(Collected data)
Segment Open

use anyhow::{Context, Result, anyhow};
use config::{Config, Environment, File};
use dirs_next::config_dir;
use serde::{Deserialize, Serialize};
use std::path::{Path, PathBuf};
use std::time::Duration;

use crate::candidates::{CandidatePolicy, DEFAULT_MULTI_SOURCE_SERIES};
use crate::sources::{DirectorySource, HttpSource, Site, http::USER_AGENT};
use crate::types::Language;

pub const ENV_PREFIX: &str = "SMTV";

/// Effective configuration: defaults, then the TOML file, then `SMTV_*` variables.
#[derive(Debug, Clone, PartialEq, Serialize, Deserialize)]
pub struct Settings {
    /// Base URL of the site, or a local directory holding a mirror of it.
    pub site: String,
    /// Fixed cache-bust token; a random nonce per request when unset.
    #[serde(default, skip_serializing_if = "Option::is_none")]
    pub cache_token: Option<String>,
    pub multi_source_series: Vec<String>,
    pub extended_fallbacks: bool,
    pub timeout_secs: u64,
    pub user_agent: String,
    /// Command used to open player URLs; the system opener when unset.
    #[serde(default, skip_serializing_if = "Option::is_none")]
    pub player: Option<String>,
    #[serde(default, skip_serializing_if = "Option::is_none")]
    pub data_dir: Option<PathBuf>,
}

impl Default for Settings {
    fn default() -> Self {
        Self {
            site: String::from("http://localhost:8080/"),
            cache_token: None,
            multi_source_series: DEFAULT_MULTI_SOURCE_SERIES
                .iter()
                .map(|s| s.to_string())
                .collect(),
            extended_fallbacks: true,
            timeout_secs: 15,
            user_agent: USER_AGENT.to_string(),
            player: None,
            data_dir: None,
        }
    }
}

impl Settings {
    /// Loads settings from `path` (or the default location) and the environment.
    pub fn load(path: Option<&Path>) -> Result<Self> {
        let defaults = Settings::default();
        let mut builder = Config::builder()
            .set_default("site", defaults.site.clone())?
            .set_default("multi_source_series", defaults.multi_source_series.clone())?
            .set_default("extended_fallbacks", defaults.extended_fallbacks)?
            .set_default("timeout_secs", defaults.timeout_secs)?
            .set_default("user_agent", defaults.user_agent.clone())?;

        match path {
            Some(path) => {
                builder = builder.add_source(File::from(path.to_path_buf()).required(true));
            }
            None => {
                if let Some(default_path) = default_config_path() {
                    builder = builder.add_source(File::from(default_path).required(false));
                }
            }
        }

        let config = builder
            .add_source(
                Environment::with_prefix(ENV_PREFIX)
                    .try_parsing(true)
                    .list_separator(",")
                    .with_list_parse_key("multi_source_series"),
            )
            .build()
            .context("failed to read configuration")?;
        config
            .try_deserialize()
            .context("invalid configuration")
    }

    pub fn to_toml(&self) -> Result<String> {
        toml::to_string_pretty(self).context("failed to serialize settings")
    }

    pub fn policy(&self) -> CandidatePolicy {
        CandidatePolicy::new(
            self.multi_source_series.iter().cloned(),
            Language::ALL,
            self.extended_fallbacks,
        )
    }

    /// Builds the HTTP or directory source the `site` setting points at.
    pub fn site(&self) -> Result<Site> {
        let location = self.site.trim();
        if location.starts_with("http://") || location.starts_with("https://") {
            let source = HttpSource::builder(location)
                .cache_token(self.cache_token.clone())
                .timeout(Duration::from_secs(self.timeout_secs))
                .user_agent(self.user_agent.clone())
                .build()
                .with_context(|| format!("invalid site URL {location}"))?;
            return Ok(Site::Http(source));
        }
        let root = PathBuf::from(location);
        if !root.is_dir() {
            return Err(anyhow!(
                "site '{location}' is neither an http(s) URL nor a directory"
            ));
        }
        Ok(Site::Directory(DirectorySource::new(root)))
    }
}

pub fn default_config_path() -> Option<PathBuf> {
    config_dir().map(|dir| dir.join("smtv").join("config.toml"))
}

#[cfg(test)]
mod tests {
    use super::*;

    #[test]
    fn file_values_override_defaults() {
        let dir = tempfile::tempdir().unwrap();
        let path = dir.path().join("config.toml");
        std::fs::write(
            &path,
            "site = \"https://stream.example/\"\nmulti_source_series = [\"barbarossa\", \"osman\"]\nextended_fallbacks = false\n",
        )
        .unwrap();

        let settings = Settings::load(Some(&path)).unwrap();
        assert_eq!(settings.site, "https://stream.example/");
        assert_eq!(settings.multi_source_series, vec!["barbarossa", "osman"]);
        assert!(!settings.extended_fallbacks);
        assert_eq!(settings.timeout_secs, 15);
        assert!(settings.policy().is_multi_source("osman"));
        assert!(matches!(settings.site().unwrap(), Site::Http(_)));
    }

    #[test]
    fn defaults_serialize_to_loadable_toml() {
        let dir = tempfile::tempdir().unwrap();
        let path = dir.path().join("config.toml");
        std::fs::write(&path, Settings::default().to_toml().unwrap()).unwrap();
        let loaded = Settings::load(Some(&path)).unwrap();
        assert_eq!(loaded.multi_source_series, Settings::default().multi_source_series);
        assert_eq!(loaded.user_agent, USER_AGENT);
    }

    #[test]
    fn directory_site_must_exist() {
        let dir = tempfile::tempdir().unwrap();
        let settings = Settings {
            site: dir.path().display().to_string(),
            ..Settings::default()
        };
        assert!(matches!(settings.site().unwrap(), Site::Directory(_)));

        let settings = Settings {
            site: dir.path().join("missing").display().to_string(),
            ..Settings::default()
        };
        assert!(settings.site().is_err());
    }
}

Segment Closed

## Exercise directions
Reproduce every record above exactly.

## Answer to the exercise
use anyhow::{Context, Result, anyhow};
use config::{Config, Environment, File};
use dirs_next::config_dir;
use serde::{Deserialize, Serialize};
use std::path::{Path, PathBuf};
use std::time::Duration;

use crate::candidates::{CandidatePolicy, DEFAULT_MULTI_SOURCE_SERIES};
use crate::sources::{DirectorySource, HttpSource, Site, http::USER_AGENT};
use crate::types::Language;

pub const ENV_PREFIX: &str = "SMTV";

/// Effective configuration: defaults, then the TOML file, then `SMTV_*` variables.
#[derive(Debug, Clone, PartialEq, Serialize, Deserialize)]
pub struct Settings {
    /// Base URL of the site, or a local directory holding a mirror of it.
    pub site: String,
    /// Fixed cache-bust token; a random nonce per request when unset.
    #[serde(default, skip_serializing_if = "Option::is_none")]
    pub cache_token: Option<String>,
    pub multi_source_series: Vec<String>,
    pub extended_fallbacks: bool,
    pub timeout_secs: u64,
    pub user_agent: String,
    /// Command used to open player URLs; the system opener when unset.
    #[serde(default, skip_serializing_if = "Option::is_none")]
    pub player: Option<String>,
    #[serde(default, skip_serializing_if = "Option::is_none")]
    pub data_dir: Option<PathBuf>,
}

impl Default for Settings {
    fn default() -> Self {
        Self {
            site: String::from("http://localhost:8080/"),
            cache_token: None,
            multi_source_series: DEFAULT_MULTI_SOURCE_SERIES
                .iter()
                .map(|s| s.to_string())
                .collect(),
            extended_fallbacks: true,
            timeout_secs: 15,
            user_agent: USER_AGENT.to_string(),
            player: None,
            data_dir: None,
        }
    }
}

impl Settings {
    /// Loads settings from `path` (or the default location) and the environment.
    pub fn load(path: Option<&Path>) -> Result<Self> {
        let defaults = Settings::default();
        let mut builder = Config::builder()
            .set_default("site", defaults.site.clone())?
            .set_default("multi_source_series", defaults.multi_source_series.clone())?
            .set_default("extended_fallbacks", defaults.extended_fallbacks)?
            .set_default("timeout_secs", defaults.timeout_secs)?
            .set_default("user_agent", defaults.user_agent.clone())?;

        match path {
            Some(path) => {
                builder = builder.add_source(File::from(path.to_path_buf()).required(true));
            }
            None => {
                if let Some(default_path) = default_config_path() {
                    builder = builder.add_source(File::from(default_path).required(false));
                }
            }
        }

        let config = builder
            .add_source(
                Environment::with_prefix(ENV_PREFIX)
                    .try_parsing(true)
                    .list_separator(",")
                    .with_list_parse_key("multi_source_series"),
            )
            .build()
            .context("failed to read configuration")?;
        config
            .try_deserialize()
            .context("invalid configuration")
    }

    pub fn to_toml(&self) -> Result<String> {
        toml::to_string_pretty(self).context("failed to serialize settings")
    }

    pub fn policy(&self) -> CandidatePolicy {
        CandidatePolicy::new(
            self.multi_source_series.iter().cloned(),
            Language::ALL,
            self.extended_fallbacks,
        )
    }

    /// Builds the HTTP or directory source the `site` setting points at.
    pub fn site(&self) -> Result<Site> {
        let location = self.site.trim();
        if location.starts_with("http://") || location.starts_with("https://") {
            let source = HttpSource::builder(location)
                .cache_token(self.cache_token.clone())
                .timeout(Duration::from_secs(self.timeout_secs))
                .user_agent(self.user_agent.clone())
                .build()
                .with_context(|| format!("invalid site URL {location}"))?;
            return Ok(Site::Http(source));
        }
        let root = PathBuf::from(location);
        if !root.is_dir() {
            return Err(anyhow!(
                "site '{location}' is neither an http(s) URL nor a directory"
            ));
        }
        Ok(Site::Directory(DirectorySource::new(root)))
    }
}

pub fn default_config_path() -> Option<PathBuf> {
    config_dir().map(|dir| dir.join("smtv").join("config.toml"))
}

#[cfg(test)]
mod tests {
    use super::*;

    #[test]
    fn file_values_override_defaults() {
        let dir = tempfile::tempdir().unwrap();
        let path = dir.path().join("config.toml");
        std::fs::write(
            &path,
            "site = \"https://stream.example/\"\nmulti_source_series = [\"barbarossa\", \"osman\"]\nextended_fallbacks = false\n",
        )
        .unwrap();

        let settings = Settings::load(Some(&path)).unwrap();
        assert_eq!(settings.site, "https://stream.example/");
        assert_eq!(settings.multi_source_series, vec!["barbarossa", "osman"]);
        assert!(!settings.extended_fallbacks);
        assert_eq!(settings.timeout_secs, 15);
        assert!(settings.policy().is_multi_source("osman"));
        assert!(matches!(settings.site().unwrap(), Site::Http(_)));
    }

    #[test]
    fn defaults_serialize_to_loadable_toml() {
        let dir = tempfile::tempdir().unwrap();
        let path = dir.path().join("config.toml");
        std::fs::write(&path, Settings::default().to_toml().unwrap()).unwrap();
        let loaded = Settings::load(Some(&path)).unwrap();
        assert_eq!(loaded.multi_source_series, Settings::default().multi_source_series);
        assert_eq!(loaded.user_agent, USER_AGENT);
    }

    #[test]
    fn directory_site_must_exist() {
        let dir = tempfile::tempdir().unwrap();
        let settings = Settings {
            site: dir.path().display().to_string(),
            ..Settings::default()
        };
        assert!(matches!(settings.site().unwrap(), Site::Directory(_)));

        let settings = Settings {
            site: dir.path().join("missing").display().to_string(),
            ..Settings::default()
        };
        assert!(settings.site().is_err());
    }
}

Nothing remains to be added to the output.